*Supplied data*
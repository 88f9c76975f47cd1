// Copyright (c) Handball Connect Team
// SPDX-License-Identifier: Apache-2.0

use std::sync::Arc;

use chrono::Utc;
use uuid::Uuid;

use crate::error::{Error, Result};
use crate::images::{ImageKind, ImageStore};
use crate::live::{spawn_list, Change, ChangeHub, ListState, Live};
use crate::models::{Account, Conversation, Message, NewMessage};
use crate::repo::{DirectoryRepo, MessagingRepo};

/// Preview text shown in the conversation list for image messages.
const IMAGE_PREVIEW: &str = "[Image]";

/// Two-party conversations with per-participant unread counters.
pub struct MessagingStore {
    repo: Arc<dyn MessagingRepo>,
    directory: Arc<dyn DirectoryRepo>,
    images: Arc<ImageStore>,
    hub: Arc<ChangeHub>,
}

impl MessagingStore {
    pub fn new(
        repo: Arc<dyn MessagingRepo>,
        directory: Arc<dyn DirectoryRepo>,
        images: Arc<ImageStore>,
        hub: Arc<ChangeHub>,
    ) -> Self {
        Self {
            repo,
            directory,
            images,
            hub,
        }
    }

    pub async fn conversations(&self, account_id: &str) -> Result<Vec<Conversation>> {
        self.repo.conversations_for(account_id).await
    }

    pub fn watch_conversations(&self, account_id: &str) -> Live<ListState<Conversation>> {
        let repo = self.repo.clone();
        let account_id = account_id.to_string();
        let topic = account_id.clone();
        spawn_list(
            &self.hub,
            move |change| matches!(change, Change::Conversations(a) if *a == topic),
            move || {
                let repo = repo.clone();
                let account_id = account_id.clone();
                async move { repo.conversations_for(&account_id).await }
            },
        )
    }

    /// Open the thread between the caller and another account, creating it
    /// on first contact. The id is derived from the sorted participant pair,
    /// so two sides racing to open the same thread converge on one record.
    pub async fn get_or_create_conversation(
        &self,
        me: &Account,
        other_id: &str,
    ) -> Result<Conversation> {
        if me.id == other_id {
            return Err(Error::Validation(
                "cannot start a conversation with yourself".into(),
            ));
        }
        let other = self
            .directory
            .account_by_id(other_id)
            .await?
            .ok_or_else(|| Error::NotFound("account", other_id.to_string()))?;

        let (lo, hi) = Conversation::sorted_pair(&me.id, &other.id);
        let (name_lo, image_lo, name_hi, image_hi) = if lo == me.id {
            (
                me.username.clone(),
                me.profile_image.clone(),
                other.username.clone(),
                other.profile_image.clone(),
            )
        } else {
            (
                other.username.clone(),
                other.profile_image.clone(),
                me.username.clone(),
                me.profile_image.clone(),
            )
        };

        let now = Utc::now();
        let conversation = self
            .repo
            .get_or_create_conversation(Conversation {
                id: Conversation::key(&me.id, &other.id),
                participant_one: lo.to_string(),
                participant_two: hi.to_string(),
                name_one: name_lo,
                name_two: name_hi,
                image_one: image_lo,
                image_two: image_hi,
                last_message: String::new(),
                last_message_at: now,
                last_sender_id: None,
                unread_one: 0,
                unread_two: 0,
                created_at: now,
            })
            .await?;

        self.hub.publish(Change::Conversations(me.id.clone()));
        self.hub.publish(Change::Conversations(other.id));
        Ok(conversation)
    }

    async fn authorized_conversation(
        &self,
        conversation_id: &str,
        account_id: &str,
    ) -> Result<Conversation> {
        let conversation = self
            .repo
            .conversation(conversation_id)
            .await?
            .ok_or_else(|| Error::NotFound("conversation", conversation_id.to_string()))?;
        if !conversation.involves(account_id) {
            return Err(Error::NotAuthorized(
                "not a participant of this conversation".into(),
            ));
        }
        Ok(conversation)
    }

    /// Load a conversation's messages for a participant. Opening the thread
    /// counts as reading it: the reader's unread counter is reset as a side
    /// effect of every successful load. Flags are updated before the load so
    /// the returned snapshot already reflects them.
    pub async fn messages(&self, conversation_id: &str, reader: &str) -> Result<Vec<Message>> {
        let conversation = self.authorized_conversation(conversation_id, reader).await?;
        if conversation.unread_for(reader) > 0 {
            self.repo.mark_read(conversation_id, reader).await?;
            self.hub.publish(Change::Conversations(reader.to_string()));
        }
        self.repo.messages(conversation_id).await
    }

    /// Live message view. Each reload runs the same read-marking load as
    /// [`Self::messages`], so the thread stays read while it is open.
    pub async fn watch_messages(
        &self,
        conversation_id: &str,
        reader: &str,
    ) -> Result<Live<ListState<Message>>> {
        // Authorization is checked once up front; the refresh task then
        // reloads through the store to keep the read-marking side effect.
        self.authorized_conversation(conversation_id, reader).await?;

        let repo = self.repo.clone();
        let hub = self.hub.clone();
        let conversation_id = conversation_id.to_string();
        let reader = reader.to_string();
        let topic = conversation_id.clone();
        Ok(spawn_list(
            &self.hub,
            move |change| matches!(change, Change::Messages(c) if *c == topic),
            move || {
                let repo = repo.clone();
                let hub = hub.clone();
                let conversation_id = conversation_id.clone();
                let reader = reader.clone();
                async move {
                    // Mark read before loading so the emitted snapshot
                    // carries the updated flags.
                    if let Some(conversation) = repo.conversation(&conversation_id).await? {
                        if conversation.unread_for(&reader) > 0 {
                            repo.mark_read(&conversation_id, &reader).await?;
                            hub.publish(Change::Conversations(reader.clone()));
                        }
                    }
                    repo.messages(&conversation_id).await
                }
            },
        ))
    }

    /// Send a message. The repository appends it, refreshes the thread
    /// preview, and bumps the recipient's unread counter in one step.
    pub async fn send(
        &self,
        conversation_id: &str,
        sender: &Account,
        new: NewMessage,
    ) -> Result<Message> {
        let conversation = self
            .authorized_conversation(conversation_id, &sender.id)
            .await?;
        let recipient = conversation.other_participant(&sender.id).to_string();

        let (text, image) = match new {
            NewMessage::Text(text) => {
                if text.trim().is_empty() {
                    return Err(Error::Validation("message must not be empty".into()));
                }
                (text, None)
            }
            NewMessage::Image(data) => {
                let reference = self
                    .images
                    .save(ImageKind::Message, conversation_id, data)
                    .await?;
                (IMAGE_PREVIEW.to_string(), Some(reference))
            }
        };

        let message = Message {
            id: Uuid::new_v4().to_string(),
            conversation_id: conversation_id.to_string(),
            sender_id: sender.id.clone(),
            text,
            image,
            is_read: false,
            created_at: Utc::now(),
        };
        self.repo.append_message(message.clone(), &recipient).await?;

        self.hub
            .publish(Change::Messages(conversation_id.to_string()));
        self.hub.publish(Change::Conversations(sender.id.clone()));
        self.hub.publish(Change::Conversations(recipient));
        Ok(message)
    }

    /// Total unread across all of an account's conversations, for badges.
    pub async fn unread_total(&self, account_id: &str) -> Result<i64> {
        let conversations = self.repo.conversations_for(account_id).await?;
        let total = conversations
            .iter()
            .map(|c| i64::from(c.unread_for(account_id)))
            .sum();
        Ok(total)
    }
}
// Copyright (c) Handball Connect Team
// SPDX-License-Identifier: Apache-2.0

use std::sync::Arc;

use tracing::info;

use crate::error::{Error, Result};
use crate::live::{spawn_list, Change, ChangeHub, ListState, Live};
use crate::models::Account;
use crate::repo::DirectoryRepo;

/// Admin-only operations over the user directory.
pub struct AdminStore {
    repo: Arc<dyn DirectoryRepo>,
    hub: Arc<ChangeHub>,
}

impl AdminStore {
    pub fn new(repo: Arc<dyn DirectoryRepo>, hub: Arc<ChangeHub>) -> Self {
        Self { repo, hub }
    }

    fn require_admin(viewer: &Account) -> Result<()> {
        if viewer.is_admin {
            Ok(())
        } else {
            Err(Error::NotAuthorized("admin access required".into()))
        }
    }

    pub async fn list_accounts(&self, viewer: &Account) -> Result<Vec<Account>> {
        Self::require_admin(viewer)?;
        self.repo.list_accounts().await
    }

    /// Live account listing for the admin panel.
    pub fn watch_accounts(&self, viewer: &Account) -> Result<Live<ListState<Account>>> {
        Self::require_admin(viewer)?;
        let repo = self.repo.clone();
        Ok(spawn_list(
            &self.hub,
            |change| matches!(change, Change::Accounts | Change::Account(_)),
            move || {
                let repo = repo.clone();
                async move { repo.list_accounts().await }
            },
        ))
    }

    pub async fn set_admin(&self, viewer: &Account, account_id: &str, value: bool) -> Result<()> {
        Self::require_admin(viewer)?;
        self.repo.set_admin(account_id, value).await?;
        info!(%account_id, value, by = %viewer.id, "admin flag changed");
        self.hub.publish(Change::Account(account_id.to_string()));
        self.hub.publish(Change::Accounts);
        Ok(())
    }

    pub async fn set_disabled(&self, viewer: &Account, account_id: &str, value: bool) -> Result<()> {
        Self::require_admin(viewer)?;
        if viewer.id == account_id {
            return Err(Error::Validation("cannot disable your own account".into()));
        }
        self.repo.set_disabled(account_id, value).await?;
        info!(%account_id, value, by = %viewer.id, "disabled flag changed");
        self.hub.publish(Change::Account(account_id.to_string()));
        self.hub.publish(Change::Accounts);
        Ok(())
    }
}
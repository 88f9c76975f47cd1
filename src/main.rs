// Copyright (c) Handball Connect Team
// SPDX-License-Identifier: Apache-2.0

use std::sync::Arc;

use anyhow::Result;
use dotenv::dotenv;
use tracing::info;
use tracing_subscriber::{layer::SubscriberExt, util::SubscriberInitExt};

use handball_connect::api::{self, AppState};
use handball_connect::auth::TokenIssuer;
use handball_connect::config::{BackendKind, Config};
use handball_connect::db::Database;
use handball_connect::images::ImageStore;
use handball_connect::repo::memory::MemoryRepo;
use handball_connect::repo::postgres::PostgresRepo;
use handball_connect::stores::Stores;

#[tokio::main]
async fn main() -> Result<()> {
    dotenv().ok();

    tracing_subscriber::registry()
        .with(tracing_subscriber::EnvFilter::new(
            std::env::var("RUST_LOG").unwrap_or_else(|_| "info,handball_connect=debug".into()),
        ))
        .with(tracing_subscriber::fmt::layer())
        .init();

    let config = Config::from_env();
    info!(backend = ?config.database.backend, "configuration loaded");

    let images = Arc::new(ImageStore::new(config.images.root.clone()));
    let tokens = Arc::new(TokenIssuer::new(&config.auth));

    let stores = match config.database.backend {
        BackendKind::Postgres => {
            let db = Database::connect(&config.database).await?;
            Stores::new(Arc::new(PostgresRepo::new(db.pool())), images.clone(), tokens)
        }
        BackendKind::Memory => {
            info!("running against the in-memory repository; data is not persisted");
            Stores::new(Arc::new(MemoryRepo::new()), images.clone(), tokens)
        }
    };

    let state = AppState {
        stores: Arc::new(stores),
        images,
    };
    api::serve(&config, state).await
}
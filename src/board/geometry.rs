// Copyright (c) Handball Connect Team
// SPDX-License-Identifier: Apache-2.0

//! Arrow geometry for rendering movement and pass arrows.

use std::f32::consts::PI;

/// Half-angle between the shaft and each arrowhead wing.
const ARROW_WING_ANGLE: f32 = PI / 6.0;

/// Default wing length in view units.
pub const DEFAULT_ARROW_LENGTH: f32 = 20.0;

#[derive(Debug, Clone, Copy, PartialEq)]
pub struct Point {
    pub x: f32,
    pub y: f32,
}

impl Point {
    pub fn new(x: f32, y: f32) -> Self {
        Self { x, y }
    }

    pub fn distance(self, other: Point) -> f32 {
        ((self.x - other.x).powi(2) + (self.y - other.y).powi(2)).sqrt()
    }
}

/// The two wing points of an arrowhead at the end of a shaft.
#[derive(Debug, Clone, Copy, PartialEq)]
pub struct ArrowHead {
    pub left: Point,
    pub right: Point,
}

/// Compute the arrowhead for a shaft from `start` to `end`: each wing sits
/// `length` away from `end`, rotated 30 degrees off the reverse direction.
pub fn arrow_head(start: Point, end: Point, length: f32) -> ArrowHead {
    let angle = (end.y - start.y).atan2(end.x - start.x);
    let wing = |offset: f32| {
        Point::new(
            end.x - length * (angle + offset).cos(),
            end.y - length * (angle + offset).sin(),
        )
    };
    ArrowHead {
        left: wing(-ARROW_WING_ANGLE),
        right: wing(ARROW_WING_ANGLE),
    }
}

/// The closed triangle path for the arrowhead: tip first, then both wings.
pub fn arrow_path(start: Point, end: Point, length: f32) -> [Point; 3] {
    let head = arrow_head(start, end, length);
    [end, head.left, head.right]
}

#[cfg(test)]
mod tests {
    use super::*;

    const EPS: f32 = 1e-4;

    #[test]
    fn horizontal_arrow_wings_are_symmetric_about_the_shaft() {
        let end = Point::new(100.0, 0.0);
        let head = arrow_head(Point::new(0.0, 0.0), end, DEFAULT_ARROW_LENGTH);

        // Mirror images across y = 0.
        assert!((head.left.x - head.right.x).abs() < EPS);
        assert!((head.left.y + head.right.y).abs() < EPS);

        // Each wing point is exactly the configured length from the tip.
        assert!((head.left.distance(end) - DEFAULT_ARROW_LENGTH).abs() < EPS);
        assert!((head.right.distance(end) - DEFAULT_ARROW_LENGTH).abs() < EPS);

        // Wings trail behind the tip.
        assert!(head.left.x < end.x);
        assert!(head.right.x < end.x);
    }

    #[test]
    fn wing_length_holds_for_arbitrary_directions() {
        let start = Point::new(13.0, -7.5);
        let end = Point::new(-42.0, 88.0);
        let head = arrow_head(start, end, 12.5);
        assert!((head.left.distance(end) - 12.5).abs() < EPS);
        assert!((head.right.distance(end) - 12.5).abs() < EPS);
    }

    #[test]
    fn wings_open_at_thirty_degrees() {
        let start = Point::new(0.0, 0.0);
        let end = Point::new(100.0, 0.0);
        let head = arrow_head(start, end, DEFAULT_ARROW_LENGTH);
        // Expected wing offset from the tip at 30 degrees off the shaft.
        let expected_dx = DEFAULT_ARROW_LENGTH * (PI / 6.0).cos();
        let expected_dy = DEFAULT_ARROW_LENGTH * (PI / 6.0).sin();
        assert!((end.x - head.left.x - expected_dx).abs() < EPS);
        assert!((head.left.y.abs() - expected_dy).abs() < EPS);
    }

    #[test]
    fn path_starts_at_the_tip() {
        let start = Point::new(0.0, 0.0);
        let end = Point::new(10.0, 10.0);
        let path = arrow_path(start, end, 5.0);
        assert_eq!(path[0], end);
    }
}
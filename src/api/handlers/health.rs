// Copyright (c) Handball Connect Team
// SPDX-License-Identifier: Apache-2.0

use axum::response::IntoResponse;
use axum::Json;
use serde_json::json;

/// Health check endpoint
pub async fn health_check() -> impl IntoResponse {
    Json(json!({
        "status": "healthy",
        "version": env!("CARGO_PKG_VERSION"),
    }))
}
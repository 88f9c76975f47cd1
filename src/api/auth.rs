// Copyright (c) Handball Connect Team
// SPDX-License-Identifier: Apache-2.0

use axum::async_trait;
use axum::extract::FromRequestParts;
use axum::http::header::AUTHORIZATION;
use axum::http::request::Parts;

use super::AppState;
use crate::error::Error;
use crate::models::Account;

/// The authenticated caller, resolved from a bearer token.
pub struct Auth(pub Account);

#[async_trait]
impl FromRequestParts<AppState> for Auth {
    type Rejection = Error;

    async fn from_request_parts(
        parts: &mut Parts,
        state: &AppState,
    ) -> Result<Self, Self::Rejection> {
        let token = parts
            .headers
            .get(AUTHORIZATION)
            .and_then(|value| value.to_str().ok())
            .and_then(|value| value.strip_prefix("Bearer "))
            .ok_or(Error::NotAuthenticated)?;

        let account = state.stores.directory.authenticate(token).await?;
        Ok(Auth(account))
    }
}
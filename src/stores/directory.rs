// Copyright (c) Handball Connect Team
// SPDX-License-Identifier: Apache-2.0

use std::sync::Arc;

use chrono::Utc;
use tracing::{info, warn};
use uuid::Uuid;

use crate::auth::{self, TokenIssuer};
use crate::error::{Error, Result};
use crate::images::{ImageKind, ImageStore, LOCAL_PREFIX};
use crate::live::{spawn_doc, Change, ChangeHub, DocState, Live};
use crate::models::{Account, NewAccount, ProfileUpdate};
use crate::repo::DirectoryRepo;

/// Identity and profile operations. Role and disable toggles live in
/// [`crate::stores::AdminStore`].
pub struct DirectoryStore {
    repo: Arc<dyn DirectoryRepo>,
    images: Arc<ImageStore>,
    tokens: Arc<TokenIssuer>,
    hub: Arc<ChangeHub>,
}

impl DirectoryStore {
    pub fn new(
        repo: Arc<dyn DirectoryRepo>,
        images: Arc<ImageStore>,
        tokens: Arc<TokenIssuer>,
        hub: Arc<ChangeHub>,
    ) -> Self {
        Self {
            repo,
            images,
            tokens,
            hub,
        }
    }

    /// Create the identity and its profile record, returning the account
    /// together with a fresh session token.
    pub async fn register(&self, new: NewAccount) -> Result<(Account, String)> {
        if new.username.trim().is_empty() {
            return Err(Error::Validation("username must not be empty".into()));
        }
        if !new.email.contains('@') {
            return Err(Error::Validation("invalid email address".into()));
        }
        if new.password.len() < 8 {
            return Err(Error::Validation(
                "password must be at least 8 characters".into(),
            ));
        }

        let account = Account {
            id: Uuid::new_v4().to_string(),
            username: new.username,
            email: new.email,
            password_hash: auth::hash_password(&new.password)?,
            profile_image: None,
            position: None,
            experience: None,
            is_admin: false,
            is_disabled: false,
            created_at: Utc::now(),
        };
        self.repo.insert_account(account.clone()).await?;
        info!(account_id = %account.id, "account registered");
        self.hub.publish(Change::Accounts);
        let token = self.tokens.issue_session(&account.id)?;
        Ok((account, token))
    }

    /// Check credentials and issue a session token. Disabled accounts
    /// cannot log in.
    pub async fn login(&self, email: &str, password: &str) -> Result<(Account, String)> {
        let account = self
            .repo
            .account_by_email(email)
            .await?
            .filter(|account| auth::verify_password(password, &account.password_hash))
            .ok_or(Error::NotAuthenticated)?;
        if account.is_disabled {
            return Err(Error::NotAuthorized("account is disabled".into()));
        }
        let token = self.tokens.issue_session(&account.id)?;
        Ok((account, token))
    }

    /// Resolve a session token to its account. Fails without touching the
    /// repository when the token itself is invalid.
    pub async fn authenticate(&self, token: &str) -> Result<Account> {
        let account_id = self.tokens.verify_session(token)?;
        let account = self
            .repo
            .account_by_id(&account_id)
            .await?
            .ok_or(Error::NotAuthenticated)?;
        if account.is_disabled {
            return Err(Error::NotAuthorized("account is disabled".into()));
        }
        Ok(account)
    }

    /// Issue a password-reset token. Token delivery is outside this
    /// service; the token is only logged. Unknown emails succeed silently
    /// so the endpoint cannot be used to enumerate accounts.
    pub async fn request_password_reset(&self, email: &str) -> Result<()> {
        match self.repo.account_by_email(email).await? {
            Some(account) => {
                let token = self.tokens.issue_reset(&account.id)?;
                info!(account_id = %account.id, token, "password reset token issued");
            }
            None => {
                info!(email, "password reset requested for unknown email");
            }
        }
        Ok(())
    }

    /// Complete a reset: swap in a new password hash for the token's account.
    pub async fn confirm_password_reset(&self, token: &str, new_password: &str) -> Result<()> {
        if new_password.len() < 8 {
            return Err(Error::Validation(
                "password must be at least 8 characters".into(),
            ));
        }
        let account_id = self.tokens.verify_reset(token)?;
        let hash = auth::hash_password(new_password)?;
        self.repo.set_password_hash(&account_id, hash).await?;
        info!(%account_id, "password reset completed");
        Ok(())
    }

    pub async fn account(&self, id: &str) -> Result<Account> {
        self.repo
            .account_by_id(id)
            .await?
            .ok_or_else(|| Error::NotFound("account", id.to_string()))
    }

    /// Live view of one profile.
    pub fn watch_account(&self, id: &str) -> Live<DocState<Account>> {
        let repo = self.repo.clone();
        let id = id.to_string();
        let topic = id.clone();
        spawn_doc(
            &self.hub,
            move |change| {
                matches!(change, Change::Account(changed) if *changed == topic)
                    || matches!(change, Change::Accounts)
            },
            move || {
                let repo = repo.clone();
                let id = id.clone();
                async move { repo.account_by_id(&id).await }
            },
        )
    }

    /// Partial update; only supplied fields are written.
    pub async fn update_profile(&self, account_id: &str, update: ProfileUpdate) -> Result<()> {
        if update.is_empty() {
            return Ok(());
        }
        if let Some(username) = &update.username {
            if username.trim().is_empty() {
                return Err(Error::Validation("username must not be empty".into()));
            }
        }
        self.repo.update_profile(account_id, update).await?;
        self.hub.publish(Change::Account(account_id.to_string()));
        self.hub.publish(Change::Accounts);
        Ok(())
    }

    /// Store a new profile image and drop the previous local one.
    /// Deleting the old file is best-effort cleanup: a failure is logged
    /// and never rolls the update back.
    pub async fn upload_profile_image(&self, account_id: &str, data: Vec<u8>) -> Result<String> {
        let account = self.account(account_id).await?;
        let reference = self.images.save(ImageKind::Profile, account_id, data).await?;
        self.repo
            .set_profile_image(account_id, Some(reference.clone()))
            .await?;

        if let Some(old) = account.profile_image {
            if old.starts_with(LOCAL_PREFIX) {
                if let Err(err) = self.images.delete(&old).await {
                    warn!(%account_id, %err, "failed to delete previous profile image");
                }
            }
        }

        self.hub.publish(Change::Account(account_id.to_string()));
        self.hub.publish(Change::Accounts);
        Ok(reference)
    }
}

*Work to be completed*
Scan the records above for the lines holding "the user directory." and "self.repo.set_admin(account_id, value).await?;". Transcribe those two and every line between them word for word, and no others.

*Result of the exercise*
/// Admin-only operations over the user directory.
pub struct AdminStore {
    repo: Arc<dyn DirectoryRepo>,
    hub: Arc<ChangeHub>,
}

impl AdminStore {
    pub fn new(repo: Arc<dyn DirectoryRepo>, hub: Arc<ChangeHub>) -> Self {
        Self { repo, hub }
    }

    fn require_admin(viewer: &Account) -> Result<()> {
        if viewer.is_admin {
            Ok(())
        } else {
            Err(Error::NotAuthorized("admin access required".into()))
        }
    }

    pub async fn list_accounts(&self, viewer: &Account) -> Result<Vec<Account>> {
        Self::require_admin(viewer)?;
        self.repo.list_accounts().await
    }

    /// Live account listing for the admin panel.
    pub fn watch_accounts(&self, viewer: &Account) -> Result<Live<ListState<Account>>> {
        Self::require_admin(viewer)?;
        let repo = self.repo.clone();
        Ok(spawn_list(
            &self.hub,
            |change| matches!(change, Change::Accounts | Change::Account(_)),
            move || {
                let repo = repo.clone();
                async move { repo.list_accounts().await }
            },
        ))
    }

    pub async fn set_admin(&self, viewer: &Account, account_id: &str, value: bool) -> Result<()> {
        Self::require_admin(viewer)?;
        self.repo.set_admin(account_id, value).await?;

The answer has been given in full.